In Israel, most of the people I knew had parents who were both considered to be Jewish by the state, and considered themselves to be Jewish. In Israel at that time, you could not conceive of the idea of having anything non-kosher, as it is now. It was still dominated by the idea that everyone keeps kosher, every restaurant too. That everyone must observe all the holidays. This was still in the 70s and the 80s. In Canada it was different. It was much more relaxed. I remember a Christmas tree next to a menorah.

Of course, religion is part of our history, it’s part of our culture, it’s part of our tradition, it’s part of our upbringing, whatever it is. But it’s not a big thing for me anymore. Since I’ve been in Germany, I’ve often been asked to do a ‘Jewish thing’ here, a ‘Jewish thing’ there. I’ve refused. Religion is a bad joke that should have been already forgotten. And for some reason, we continue telling the joke, instead of understanding that it’s not relevant anymore. The religious establishment is just not relevant.

With Wannsee Contemporary I wanted to show that I live here now, that I'm invested in this place. I’m raising my daughter here. So I want to show what I know, what I am interested in, and hopefully make other people interested in that.
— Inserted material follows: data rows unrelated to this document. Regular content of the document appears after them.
//! Projection stages: `select`, `select_indexed`, and the flattening
//! `select_many` family (which also expresses unconditional cross joins).

use std::rc::Rc;

use lazyseq_core::dag::OpDescriptor;

use crate::sequence::{IntoSequence, Sequence};
use crate::traits::{cursor_fn, BoxCursor};

impl<T: 'static> Sequence<T> {
    /// 1:1 projection.
    pub fn select<U, F>(&self, projector: F) -> Sequence<U>
    where
        U: 'static,
        F: Fn(T) -> U + 'static,
    {
        let upstream = self.clone();
        let projector = Rc::new(projector);
        let mapped = self.unary(OpDescriptor::Select, move || {
            let mut input = upstream.cursor();
            let projector = Rc::clone(&projector);
            cursor_fn(move || Ok(input.try_next()?.map(|item| projector(item))))
        });
        self.count_into(mapped)
    }

    /// 1:1 projection that also receives the 0-based position. The counter
    /// restarts with every enumeration.
    pub fn select_indexed<U, F>(&self, projector: F) -> Sequence<U>
    where
        U: 'static,
        F: Fn(T, usize) -> U + 'static,
    {
        let upstream = self.clone();
        let projector = Rc::new(projector);
        let mapped = self.unary(OpDescriptor::SelectIndexed, move || {
            let mut input = upstream.cursor();
            let projector = Rc::clone(&projector);
            let mut index = 0usize;
            cursor_fn(move || {
                let Some(item) = input.try_next()? else {
                    return Ok(None);
                };
                let out = projector(item, index);
                index += 1;
                Ok(Some(out))
            })
        });
        self.count_into(mapped)
    }

    /// Flattens each element into zero or more sub-elements, in order.
    pub fn select_many<U, I, F>(&self, selector: F) -> Sequence<U>
    where
        U: 'static,
        I: IntoSequence<U>,
        F: Fn(T) -> I + 'static,
    {
        let upstream = self.clone();
        let selector = Rc::new(selector);
        self.unary(OpDescriptor::SelectMany { projected: false }, move || {
            let mut input = upstream.cursor();
            let selector = Rc::clone(&selector);
            let mut inner: Option<BoxCursor<U>> = None;
            cursor_fn(move || loop {
                if let Some(sub) = inner.as_mut() {
                    if let Some(item) = sub.try_next()? {
                        return Ok(Some(item));
                    }
                    inner = None;
                }
                match input.try_next()? {
                    Some(outer) => inner = Some(selector(outer).into_sequence().cursor()),
                    None => return Ok(None),
                }
            })
        })
    }

    /// Flattening with a result selector that sees both the outer element
    /// and each sub-element. When `selector` ignores its input and returns a
    /// fixed second sequence, this is a cross join: every left × right pair,
    /// row-major with the left side as the outer loop.
    pub fn select_many_with<U, I, R, F, G>(&self, selector: F, result: G) -> Sequence<R>
    where
        U: 'static,
        R: 'static,
        I: IntoSequence<U>,
        F: Fn(&T) -> I + 'static,
        G: Fn(&T, U) -> R + 'static,
    {
        let upstream = self.clone();
        let selector = Rc::new(selector);
        let result = Rc::new(result);
        self.unary(OpDescriptor::SelectMany { projected: true }, move || {
            let mut input = upstream.cursor();
            let selector = Rc::clone(&selector);
            let result = Rc::clone(&result);
            let mut inner: Option<(T, BoxCursor<U>)> = None;
            cursor_fn(move || loop {
                if let Some((outer, sub)) = inner.as_mut() {
                    if let Some(item) = sub.try_next()? {
                        return Ok(Some(result(outer, item)));
                    }
                    inner = None;
                }
                match input.try_next()? {
                    Some(outer) => {
                        let sub = selector(&outer).into_sequence().cursor();
                        inner = Some((outer, sub));
                    }
                    None => return Ok(None),
                }
            })
        })
    }
}

#[cfg(test)]
mod tests {
    use crate::sequence::Sequence;

    #[test]
    fn select_projects_each_element() {
        let names = Sequence::from_vec(vec!["Tom", "Dick", "Harry"]);
        let initials = names.select(|x| x.chars().next().unwrap_or(' '));
        assert_eq!(initials.to_vec().unwrap(), vec!['T', 'D', 'H']);
    }

    #[test]
    fn select_indexed_restarts_per_enumeration() {
        let names = Sequence::from_vec(vec!["Tom", "Dick"]);
        let q = names.select_indexed(|x, i| format!("{i}:{x}"));
        assert_eq!(q.to_vec().unwrap(), vec!["0:Tom", "1:Dick"]);
        assert_eq!(q.to_vec().unwrap(), vec!["0:Tom", "1:Dick"]);
    }

    #[test]
    fn select_many_flattens_and_skips_empty_children() {
        let nested = Sequence::from_vec(vec![vec![1, 2], vec![], vec![3]]);
        assert_eq!(nested.select_many(|v| v).to_vec().unwrap(), vec![1, 2, 3]);
    }

    #[test]
    fn cross_join_is_row_major() {
        let left = Sequence::from_vec(vec!["France", "Germany"]);
        let right = Sequence::from_vec(vec!["China", "UAE"]);
        let pairs = left.select_many_with(move |_| right.clone(), |a, b| format!("{a} vs. {b}"));
        assert_eq!(
            pairs.to_vec().unwrap(),
            vec![
                "France vs. China",
                "France vs. UAE",
                "Germany vs. China",
                "Germany vs. UAE"
            ]
        );
    }
}
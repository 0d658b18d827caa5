//! Explicit shared mutable state for closures captured by operators.
//!
//! Operators never snapshot outer state: a closure holding a `Shared<T>` reads
//! it on every pull, so mutations made between building a chain and pulling
//! from it are visible. Single-threaded by construction (`Rc`).

use std::cell::RefCell;
use std::fmt;
use std::rc::Rc;

pub struct Shared<T>(Rc<RefCell<T>>);

impl<T> Clone for Shared<T> {
    fn clone(&self) -> Self {
        Shared(Rc::clone(&self.0))
    }
}

impl<T> Shared<T> {
    pub fn new(value: T) -> Self {
        Shared(Rc::new(RefCell::new(value)))
    }

    pub fn set(&self, value: T) {
        *self.0.borrow_mut() = value;
    }

    pub fn replace(&self, value: T) -> T {
        self.0.replace(value)
    }

    pub fn update<F: FnOnce(&mut T)>(&self, f: F) {
        f(&mut self.0.borrow_mut());
    }

    /// Read through the cell without cloning. The borrow ends when `f` returns.
    pub fn with<R, F: FnOnce(&T) -> R>(&self, f: F) -> R {
        f(&self.0.borrow())
    }
}

impl<T: Clone> Shared<T> {
    pub fn get(&self) -> T {
        self.0.borrow().clone()
    }
}

impl<T> Shared<Vec<T>> {
    pub fn push(&self, value: T) {
        self.0.borrow_mut().push(value);
    }

    pub fn len(&self) -> usize {
        self.0.borrow().len()
    }

    pub fn is_empty(&self) -> bool {
        self.0.borrow().is_empty()
    }
}

impl<T: Default> Default for Shared<T> {
    fn default() -> Self {
        Shared::new(T::default())
    }
}

impl<T: fmt::Debug> fmt::Debug for Shared<T> {
    fn fmt(&self, f: &mut fmt::Formatter<'_>) -> fmt::Result {
        f.debug_tuple("Shared").field(&self.0.borrow()).finish()
    }
}

impl<T> From<T> for Shared<T> {
    fn from(value: T) -> Self {
        Shared::new(value)
    }
}
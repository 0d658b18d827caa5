//! Sort keys: one per `order_by`/`then_by` in a chain.
//!
//! A key selector turns the realized input into a column of keys, computed
//! once per element, which is then compared by position.

use std::cmp::Ordering;
use std::marker::PhantomData;
use std::rc::Rc;

use lazyseq_core::dag::SortDirection;

use crate::equality::Comparer;

pub(crate) trait KeyColumn {
    fn compare(&self, a: usize, b: usize) -> Ordering;
}

pub(crate) trait SortKey<T> {
    fn direction(&self) -> SortDirection;
    fn column(&self, items: &[T]) -> Box<dyn KeyColumn>;
}

struct Column<K, C> {
    keys: Vec<K>,
    comparer: Rc<C>,
    direction: SortDirection,
}

impl<K, C: Comparer<K>> KeyColumn for Column<K, C> {
    fn compare(&self, a: usize, b: usize) -> Ordering {
        let ord = self.comparer.compare(&self.keys[a], &self.keys[b]);
        match self.direction {
            SortDirection::Ascending => ord,
            SortDirection::Descending => ord.reverse(),
        }
    }
}

pub(crate) struct KeySelector<K, F, C> {
    key: F,
    comparer: Rc<C>,
    direction: SortDirection,
    _key: PhantomData<fn() -> K>,
}

impl<K, F, C> KeySelector<K, F, C> {
    pub(crate) fn new(key: F, comparer: C, direction: SortDirection) -> Self {
        Self {
            key,
            comparer: Rc::new(comparer),
            direction,
            _key: PhantomData,
        }
    }
}

impl<T, K, F, C> SortKey<T> for KeySelector<K, F, C>
where
    K: 'static,
    F: Fn(&T) -> K,
    C: Comparer<K> + 'static,
{
    fn direction(&self) -> SortDirection {
        self.direction
    }

    fn column(&self, items: &[T]) -> Box<dyn KeyColumn> {
        Box::new(Column {
            keys: items.iter().map(&self.key).collect(),
            comparer: Rc::clone(&self.comparer),
            direction: self.direction,
        })
    }
}

/// Stable sort of `items` by the key columns, first key most significant.
pub(crate) fn sort_items<T>(items: Vec<T>, keys: &[Rc<dyn SortKey<T>>]) -> Vec<T> {
    let columns: Vec<Box<dyn KeyColumn>> = keys.iter().map(|k| k.column(&items)).collect();
    let mut order: Vec<usize> = (0..items.len()).collect();
    order.sort_by(|&a, &b| {
        columns
            .iter()
            .map(|column| column.compare(a, b))
            .find(|ord| ord.is_ne())
            .unwrap_or(Ordering::Equal)
            .then_with(|| a.cmp(&b))
    });
    let mut slots: Vec<Option<T>> = items.into_iter().map(Some).collect();
    order.into_iter().filter_map(|i| slots[i].take()).collect()
}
If I can have some sort of effect on their lives because they are introduced to artists whom I find important or interesting, who are thought provoking, who bring a new idea of aesthetics, that’s my contribution.

Avi Feldman is a curator and writer based in Tel Aviv and Berlin. He is the director of the Wannsee Contemporary gallery. In 2018 he was the curator in residence at the Ludlow 38 MINI/Goethe-Institut Curatorial Residencies program, NYC. Feldman is the founder of The Agency for Legal Imagination, an independent organization devoted to the investigation of existing and potential relations between legal and artistic imagination, and between visual activism and legal activism. The Agency started operating in NYC following a residency, workshops, and an exhibition at Artport Tel Aviv (2015–2017). Dr. Feldman holds a law degree and has been a member of the Israeli Bar since 2005. He recently obtained his PhD in Practice in Curating at the University of Reading in cooperation with the postgraduate program in Curating at the Institute for Cultural Studies in the Arts, Zurich University of the Arts.